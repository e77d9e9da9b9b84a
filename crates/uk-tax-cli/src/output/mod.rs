pub mod csv_out;
pub mod json;
pub mod minimal;
pub mod table;

use crate::OutputFormat;
use serde_json::{Map, Value};

/// Dispatch output to the appropriate formatter.
pub fn format_output(format: &OutputFormat, value: &Value) {
    match format {
        OutputFormat::Json => json::print_json(value),
        OutputFormat::Table => table::print_table(value),
        OutputFormat::Csv => csv_out::print_csv(value),
        OutputFormat::Minimal => minimal::print_minimal(value),
    }
}

/// Nested objects become dotted keys (`current.total_tax`). Arrays of
/// objects are left for the caller to render as their own table.
pub(crate) fn flatten_fields(map: &Map<String, Value>) -> Vec<(String, Value)> {
    let mut rows = Vec::new();
    push_fields("", map, &mut rows);
    rows
}

fn push_fields(prefix: &str, map: &Map<String, Value>, rows: &mut Vec<(String, Value)>) {
    for (key, val) in map {
        let name = if prefix.is_empty() {
            key.clone()
        } else {
            format!("{prefix}.{key}")
        };
        match val {
            Value::Object(inner) => push_fields(&name, inner, rows),
            Value::Array(items) if items.iter().any(Value::is_object) => {}
            _ => rows.push((name, val.clone())),
        }
    }
}

/// Arrays of objects inside a result, e.g. `recommendations` or `breakdown`.
pub(crate) fn object_arrays(map: &Map<String, Value>) -> Vec<(&str, &[Value])> {
    map.iter()
        .filter_map(|(key, val)| match val {
            Value::Array(items) if items.iter().any(Value::is_object) => {
                Some((key.as_str(), items.as_slice()))
            }
            _ => None,
        })
        .collect()
}

pub(crate) fn scalar_text(value: &Value) -> String {
    match value {
        Value::String(s) => s.clone(),
        Value::Number(n) => n.to_string(),
        Value::Bool(b) => b.to_string(),
        Value::Null => String::new(),
        Value::Array(arr) => arr.iter().map(scalar_text).collect::<Vec<_>>().join(", "),
        Value::Object(_) => serde_json::to_string(value).unwrap_or_default(),
    }
}
impl TaxYearSchedule {
    /// Validate `params` and freeze them into a schedule.
    pub fn new(params: ScheduleParams) -> TaxResult<Self> {
        validate_params(&params)?;
        Ok(TaxYearSchedule { params })
    }

    /// Preset for the tax year ending in `year`.
    pub fn for_tax_year(year: TaxYear) -> TaxResult<Self> {
        match year.0 {
            2025 => Ok(Self::uk_2024_25()),
            2026 => Ok(Self::uk_2025_26()),
            _ => Err(TaxError::invalid_input(
                "tax_year",
                format!("no built-in schedule for {year} (supported: 2024/25, 2025/26)"),
            )),
        }
    }

    /// 2024/25: employer NI 13.8% above £9,100; CGT 10%/20% on
    /// non-residential gains.
    pub fn uk_2024_25() -> Self {
        TaxYearSchedule {
            params: ScheduleParams {
                tax_year: "2024/25".into(),
                national_insurance: NationalInsuranceRates {
                    secondary_threshold: dec!(9_100),
                    employer_rate: dec!(0.138),
                    ..base_national_insurance()
                },
                capital_gains: CapitalGainsRates {
                    annual_exempt_amount: dec!(3_000),
                    basic_rate: dec!(0.10),
                    higher_rate: dec!(0.20),
                    residential_basic_rate: dec!(0.18),
                    residential_higher_rate: dec!(0.24),
                },
                ..base_params()
            },
        }
    }

    /// 2025/26: employer NI 15% above £5,000; CGT 18%/24% on all gains.
    pub fn uk_2025_26() -> Self {
        TaxYearSchedule {
            params: base_params(),
        }
    }

    pub fn label(&self) -> &str {
        &self.params.tax_year
    }

    pub fn income_tax(&self) -> &IncomeTaxRates {
        &self.params.income_tax
    }

    pub fn national_insurance(&self) -> &NationalInsuranceRates {
        &self.params.national_insurance
    }

    pub fn dividends(&self) -> &DividendRates {
        &self.params.dividends
    }

    pub fn corporation_tax(&self) -> &CorporationTaxRates {
        &self.params.corporation_tax
    }

    pub fn allowances(&self) -> &ReliefAllowances {
        &self.params.allowances
    }

    pub fn capital_gains(&self) -> &CapitalGainsRates {
        &self.params.capital_gains
    }

    pub fn params(&self) -> &ScheduleParams {
        &self.params
    }

    /// Whether the configured marginal relief fraction makes the corporation
    /// tax charge meet `lower_limit × small_profits_rate` exactly at the lower
    /// limit (within a penny).
    pub fn marginal_relief_is_continuous(&self) -> bool {
        let ct = &self.params.corporation_tax;
        let at_small_rate = ct.lower_limit * ct.small_profits_rate;
        let at_marginal = ct.lower_limit * ct.main_rate
            - (ct.upper_limit - ct.lower_limit) * ct.marginal_relief_fraction;
        (at_small_rate - at_marginal).abs() < dec!(0.01)
    }
}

What to produce: Every entry should be given again exactly as written.

Your response:
repository e77d9e9da9b9b84a
filename crates/uk-tax-cli/src/output/mod.rs
pub mod csv_out;
pub mod json;
pub mod minimal;
pub mod table;

use crate::OutputFormat;
use serde_json::{Map, Value};

/// Dispatch output to the appropriate formatter.
pub fn format_output(format: &OutputFormat, value: &Value) {
    match format {
        OutputFormat::Json => json::print_json(value),
        OutputFormat::Table => table::print_table(value),
        OutputFormat::Csv => csv_out::print_csv(value),
        OutputFormat::Minimal => minimal::print_minimal(value),
    }
}

/// Nested objects become dotted keys (`current.total_tax`). Arrays of
/// objects are left for the caller to render as their own table.
pub(crate) fn flatten_fields(map: &Map<String, Value>) -> Vec<(String, Value)> {
    let mut rows = Vec::new();
    push_fields("", map, &mut rows);
    rows
}

fn push_fields(prefix: &str, map: &Map<String, Value>, rows: &mut Vec<(String, Value)>) {
    for (key, val) in map {
        let name = if prefix.is_empty() {
            key.clone()
        } else {
            format!("{prefix}.{key}")
        };
        match val {
            Value::Object(inner) => push_fields(&name, inner, rows),
            Value::Array(items) if items.iter().any(Value::is_object) => {}
            _ => rows.push((name, val.clone())),
        }
    }
}

/// Arrays of objects inside a result, e.g. `recommendations` or `breakdown`.
pub(crate) fn object_arrays(map: &Map<String, Value>) -> Vec<(&str, &[Value])> {
    map.iter()
        .filter_map(|(key, val)| match val {
            Value::Array(items) if items.iter().any(Value::is_object) => {
                Some((key.as_str(), items.as_slice()))
            }
            _ => None,
        })
        .collect()
}

pub(crate) fn scalar_text(value: &Value) -> String {
    match value {
        Value::String(s) => s.clone(),
        Value::Number(n) => n.to_string(),
        Value::Bool(b) => b.to_string(),
        Value::Null => String::new(),
        Value::Array(arr) => arr.iter().map(scalar_text).collect::<Vec<_>>().join(", "),
        Value::Object(_) => serde_json::to_string(value).unwrap_or_default(),
    }
}
impl TaxYearSchedule {
    /// Validate `params` and freeze them into a schedule.
    pub fn new(params: ScheduleParams) -> TaxResult<Self> {
        validate_params(&params)?;
        Ok(TaxYearSchedule { params })
    }

    /// Preset for the tax year ending in `year`.
    pub fn for_tax_year(year: TaxYear) -> TaxResult<Self> {
        match year.0 {
            2025 => Ok(Self::uk_2024_25()),
            2026 => Ok(Self::uk_2025_26()),
            _ => Err(TaxError::invalid_input(
                "tax_year",
                format!("no built-in schedule for {year} (supported: 2024/25, 2025/26)"),
            )),
        }
    }

    /// 2024/25: employer NI 13.8% above £9,100; CGT 10%/20% on
    /// non-residential gains.
    pub fn uk_2024_25() -> Self {
        TaxYearSchedule {
            params: ScheduleParams {
                tax_year: "2024/25".into(),
                national_insurance: NationalInsuranceRates {
                    secondary_threshold: dec!(9_100),
                    employer_rate: dec!(0.138),
                    ..base_national_insurance()
                },
                capital_gains: CapitalGainsRates {
                    annual_exempt_amount: dec!(3_000),
                    basic_rate: dec!(0.10),
                    higher_rate: dec!(0.20),
                    residential_basic_rate: dec!(0.18),
                    residential_higher_rate: dec!(0.24),
                },
                ..base_params()
            },
        }
    }

    /// 2025/26: employer NI 15% above £5,000; CGT 18%/24% on all gains.
    pub fn uk_2025_26() -> Self {
        TaxYearSchedule {
            params: base_params(),
        }
    }

    pub fn label(&self) -> &str {
        &self.params.tax_year
    }

    pub fn income_tax(&self) -> &IncomeTaxRates {
        &self.params.income_tax
    }

    pub fn national_insurance(&self) -> &NationalInsuranceRates {
        &self.params.national_insurance
    }

    pub fn dividends(&self) -> &DividendRates {
        &self.params.dividends
    }

    pub fn corporation_tax(&self) -> &CorporationTaxRates {
        &self.params.corporation_tax
    }

    pub fn allowances(&self) -> &ReliefAllowances {
        &self.params.allowances
    }

    pub fn capital_gains(&self) -> &CapitalGainsRates {
        &self.params.capital_gains
    }

    pub fn params(&self) -> &ScheduleParams {
        &self.params
    }

    /// Whether the configured marginal relief fraction makes the corporation
    /// tax charge meet `lower_limit × small_profits_rate` exactly at the lower
    /// limit (within a penny).
    pub fn marginal_relief_is_continuous(&self) -> bool {
        let ct = &self.params.corporation_tax;
        let at_small_rate = ct.lower_limit * ct.small_profits_rate;
        let at_marginal = ct.lower_limit * ct.main_rate
            - (ct.upper_limit - ct.lower_limit) * ct.marginal_relief_fraction;
        (at_small_rate - at_marginal).abs() < dec!(0.01)
    }
}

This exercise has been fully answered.